Dataset entries
....................
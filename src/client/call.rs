/*
 *
 * Copyright 2025 Crossbar authors.
 *
 * Licensed under the Apache License, Version 2.0 (the "License");
 * you may not use this file except in compliance with the License.
 * You may obtain a copy of the License at
 *
 *     http://www.apache.org/licenses/LICENSE-2.0
 *
 * Unless required by applicable law or agreed to in writing, software
 * distributed under the License is distributed on an "AS IS" BASIS,
 * WITHOUT WARRANTIES OR CONDITIONS OF ANY KIND, either express or implied.
 * See the License for the specific language governing permissions and
 * limitations under the License.
 *
 */

//! The per-call pipeline: wait for a usable resolution, apply the config
//! selector and per-method parameters, build the dynamic call, and drive the
//! pick loop onto a connected subchannel.
//!
//! A call suspends in exactly two places: awaiting the resolution watch
//! ("resolver-queued") and awaiting a picker change ("LB-queued"), so it is
//! structurally in at most one queue at a time.  Cancellation is dropping the
//! call future.

use std::pin::Pin;
use std::sync::{Arc, Weak};
use std::task::{Context, Poll};
use std::time::Instant;

use futures_core::Stream;
use tonic::metadata::{KeyAndValueRef, MetadataMap};
use tonic::{async_trait, Code, Status};
use tracing::trace;

use crate::client::channel::{ActiveChannel, ConfigBundle, PersistentChannel, ResolutionState};
use crate::client::config_selector::CallConfigRequest;
use crate::client::load_balancing::PickResult;
use crate::client::CallOptions;
use crate::service::{error_response, Message, Request, Response, Service};

/// Entry point for one RPC on a channel.
pub(crate) async fn invoke(
    channel: Arc<PersistentChannel>,
    method: String,
    mut request: Request,
) -> Response {
    let options = request
        .extensions()
        .get::<CallOptions>()
        .cloned()
        .unwrap_or_default();

    // A deadline already in the past fails before any dynamic call exists.
    if let Some(deadline) = options.deadline {
        if deadline <= Instant::now() {
            return error_response(Status::deadline_exceeded(
                "deadline expired before the call started",
            ));
        }
    }

    let bundle = match wait_for_resolution(&channel, &options).await {
        Ok(bundle) => bundle,
        Err(status) => return error_response(status),
    };

    // Apply the config selector; its view of the service config is committed
    // for the lifetime of this call.
    let call_config = match bundle.config_selector.call_config(&CallConfigRequest {
        method: &method,
        metadata: request.metadata(),
    }) {
        Ok(call_config) => call_config,
        Err(status) => {
            return error_response(rewrite_illegal_status(
                status,
                "config selector",
                Code::Internal,
            ))
        }
    };

    // Per-method parameters: wait_for_ready applies only when the caller did
    // not set it; a method timeout can only shorten the deadline.
    let mut effective = options;
    if effective.wait_for_ready.is_none() {
        effective.wait_for_ready = call_config.method_config.wait_for_ready;
    }
    if let Some(timeout) = call_config.method_config.timeout {
        let from_config = Instant::now() + timeout;
        effective.deadline = Some(match effective.deadline {
            Some(deadline) => deadline.min(from_config),
            None => from_config,
        });
    }
    let deadline = effective.deadline;
    request.extensions_mut().insert(effective);

    // The call keeps the filter stack it captured here even if the channel
    // publishes a new one mid-flight.
    let filters = bundle.dynamic_filters.clone();
    let call = filters.run(method, request);
    match deadline {
        None => call.await,
        Some(deadline) => {
            let timer = channel
                .runtime
                .sleep(deadline.saturating_duration_since(Instant::now()));
            tokio::select! {
                response = call => response,
                _ = timer => error_response(Status::deadline_exceeded("deadline exceeded")),
            }
        }
    }
}

// Blocks until the channel publishes a usable resolution.  Calls suspended
// here are the resolver-queued set; publication of a new data-plane view (or
// of a resolver failure, for non-wait-for-ready calls) wakes all of them.
async fn wait_for_resolution(
    channel: &Arc<PersistentChannel>,
    options: &CallOptions,
) -> Result<Arc<ConfigBundle>, Status> {
    loop {
        let active = channel.ensure_active()?;
        let mut resolution = active.resolution.clone();
        loop {
            let state = resolution.borrow_and_update().clone();
            match state {
                ResolutionState::Ready(bundle) => return Ok(bundle),
                ResolutionState::Shutdown(status) => return Err(status),
                ResolutionState::TransientFailure(status) if !options.wait_for_ready() => {
                    return Err(status)
                }
                _ => {}
            }
            if resolution.changed().await.is_err() {
                // The active channel was torn down (idle transition); retry
                // against the next activation.
                break;
            }
        }
    }
}

/// The terminal of every dynamic filter stack: picks a subchannel and routes
/// the call onto its connected transport.
///
/// Holds only a weak reference to the channel; the channel's shutdown
/// invalidates it rather than the other way around.
pub(crate) struct LbCallDispatcher {
    channel: Weak<PersistentChannel>,
}

impl LbCallDispatcher {
    pub(crate) fn new(channel: Weak<PersistentChannel>) -> Self {
        Self { channel }
    }
}

#[async_trait]
impl Service for LbCallDispatcher {
    async fn call(&self, method: String, mut request: Request) -> Response {
        let options = request
            .extensions()
            .get::<CallOptions>()
            .cloned()
            .unwrap_or_default();
        let wait_for_ready = options.wait_for_ready();

        loop {
            let Some(channel) = self.channel.upgrade() else {
                return error_response(Status::unavailable("channel was destroyed"));
            };
            let active: Arc<ActiveChannel> = match channel.ensure_active() {
                Ok(active) => active,
                Err(status) => return error_response(status),
            };
            drop(channel);

            // Load the snapshot, then pick with no locks held.
            let snapshot = active.picker.current();
            let decision = match &snapshot.state {
                Some(lb) => lb.picker.pick(&request),
                None => PickResult::Queue,
            };

            match decision {
                PickResult::Pick(pick) => {
                    // The picked subchannel may have lost its connection
                    // since the picker was built; queue in that case.
                    if let Some(svc) = pick.subchannel.connected_service() {
                        merge_metadata(request.metadata_mut(), pick.metadata);
                        if let Some(authority) = pick.authority_override {
                            let mut options = options.clone();
                            options.authority = Some(authority);
                            request.extensions_mut().insert(options);
                        }
                        trace!(subchannel = %pick.subchannel, "dispatching call");
                        let response = svc.call(method, request).await;
                        return match pick.on_complete {
                            Some(on_complete) => track_completion(response, on_complete),
                            None => response,
                        };
                    }
                }
                PickResult::Queue => {}
                PickResult::Fail(status) => {
                    if !wait_for_ready {
                        return error_response(rewrite_illegal_status(
                            status,
                            "LB pick",
                            Code::Unavailable,
                        ));
                    }
                }
                PickResult::Drop(status) => {
                    // Drops terminate the call regardless of wait_for_ready.
                    let status = rewrite_illegal_status(status, "LB drop", Code::Internal);
                    return error_response(with_drop_marker(status));
                }
            }

            // LB-queued: woken by the next picker installation.
            active.picker.wait_for_change(snapshot.seq).await;
        }
    }
}

fn merge_metadata(into: &mut MetadataMap, from: MetadataMap) {
    for entry in from.iter() {
        match entry {
            KeyAndValueRef::Ascii(key, value) => {
                into.append(key.clone(), value.clone());
            }
            KeyAndValueRef::Binary(key, value) => {
                into.append_bin(key.clone(), value.clone());
            }
        }
    }
}

/// Metadata key marking a status as an LB drop.
pub const DROP_MARKER_KEY: &str = "crossbar-call-dropped";

fn with_drop_marker(status: Status) -> Status {
    let mut metadata = status.metadata().clone();
    metadata.insert(DROP_MARKER_KEY, "true".parse().unwrap());
    Status::with_metadata(status.code(), status.message(), metadata)
}

/// Reports whether a status came from an LB drop.
pub fn is_dropped(status: &Status) -> bool {
    status.metadata().get(DROP_MARKER_KEY).is_some()
}

// Codes the control plane may not produce, per the status-code restriction
// the pick path enforces.  Anything else passes through untouched.
fn is_illegal_control_plane_code(code: Code) -> bool {
    matches!(
        code,
        Code::Ok
            | Code::InvalidArgument
            | Code::NotFound
            | Code::AlreadyExists
            | Code::FailedPrecondition
            | Code::Aborted
            | Code::OutOfRange
            | Code::DataLoss
    )
}

/// Remaps statuses the control plane is not allowed to produce onto
/// `replacement`, prefixed with the producing component for diagnosis.
pub(crate) fn rewrite_illegal_status(status: Status, source: &str, replacement: Code) -> Status {
    if !is_illegal_control_plane_code(status.code()) {
        return status;
    }
    Status::new(
        replacement,
        format!(
            "{source} returned illegal status code {:?}: {}",
            status.code(),
            status.message()
        ),
    )
}

// Wraps a response stream so the pick's completion callback fires once, with
// the call's final status.
fn track_completion(
    response: Response,
    on_complete: Box<dyn FnOnce(&Status) + Send + Sync>,
) -> Response {
    let (metadata, stream, extensions) = response.into_parts();
    let stream = CompletionTracking {
        inner: stream,
        on_complete: Some(on_complete),
    };
    Response::from_parts(metadata, Box::pin(stream), extensions)
}

struct CompletionTracking {
    inner: Pin<Box<dyn Stream<Item = Result<Box<dyn Message>, Status>> + Send + Sync>>,
    on_complete: Option<Box<dyn FnOnce(&Status) + Send + Sync>>,
}

impl Stream for CompletionTracking {
    type Item = Result<Box<dyn Message>, Status>;

    fn poll_next(self: Pin<&mut Self>, cx: &mut Context<'_>) -> Poll<Option<Self::Item>> {
        let this = self.get_mut();
        let poll = this.inner.as_mut().poll_next(cx);
        match &poll {
            Poll::Ready(None) => {
                if let Some(on_complete) = this.on_complete.take() {
                    on_complete(&Status::new(tonic::Code::Ok, ""));
                }
            }
            Poll::Ready(Some(Err(status))) => {
                let status = status.clone();
                if let Some(on_complete) = this.on_complete.take() {
                    on_complete(&status);
                }
            }
            _ => {}
        }
        poll
    }
}

#[cfg(test)]
mod test {
    use tonic::{Code, Status};

    use super::{is_dropped, rewrite_illegal_status, with_drop_marker};

    #[test]
    fn illegal_codes_are_remapped() {
        let status = rewrite_illegal_status(
            Status::new(Code::InvalidArgument, "nope"),
            "resolver",
            Code::Unavailable,
        );
        assert_eq!(status.code(), Code::Unavailable);
        assert!(status.message().contains("resolver"));
        assert!(status.message().contains("nope"));

        let status = rewrite_illegal_status(Status::new(tonic::Code::Ok, ""), "LB drop", Code::Internal);
        assert_eq!(status.code(), Code::Internal);
    }

    #[test]
    fn legal_codes_pass_through() {
        let status =
            rewrite_illegal_status(Status::unavailable("down"), "LB pick", Code::Unavailable);
        assert_eq!(status.code(), Code::Unavailable);
        assert_eq!(status.message(), "down");
    }

    #[test]
    fn drop_marker_round_trip() {
        let status = with_drop_marker(Status::unavailable("dropped by policy"));
        assert!(is_dropped(&status));
        assert!(!is_dropped(&Status::unavailable("ordinary failure")));
    }
}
....................
* _ACTIVITY_: Exactly as they appear, retype the lines from the start of the records through the line containing "use futures_core::Stream;".

* _YOUR SOLUTION_:
filename src/client/call.rs
/*
 *
 * Copyright 2025 Crossbar authors.
 *
 * Licensed under the Apache License, Version 2.0 (the "License");
 * you may not use this file except in compliance with the License.
 * You may obtain a copy of the License at
 *
 *     http://www.apache.org/licenses/LICENSE-2.0
 *
 * Unless required by applicable law or agreed to in writing, software
 * distributed under the License is distributed on an "AS IS" BASIS,
 * WITHOUT WARRANTIES OR CONDITIONS OF ANY KIND, either express or implied.
 * See the License for the specific language governing permissions and
 * limitations under the License.
 *
 */

//! The per-call pipeline: wait for a usable resolution, apply the config
//! selector and per-method parameters, build the dynamic call, and drive the
//! pick loop onto a connected subchannel.
//!
//! A call suspends in exactly two places: awaiting the resolution watch
//! ("resolver-queued") and awaiting a picker change ("LB-queued"), so it is
//! structurally in at most one queue at a time.  Cancellation is dropping the
//! call future.

use std::pin::Pin;
use std::sync::{Arc, Weak};
use std::task::{Context, Poll};
use std::time::Instant;

use futures_core::Stream;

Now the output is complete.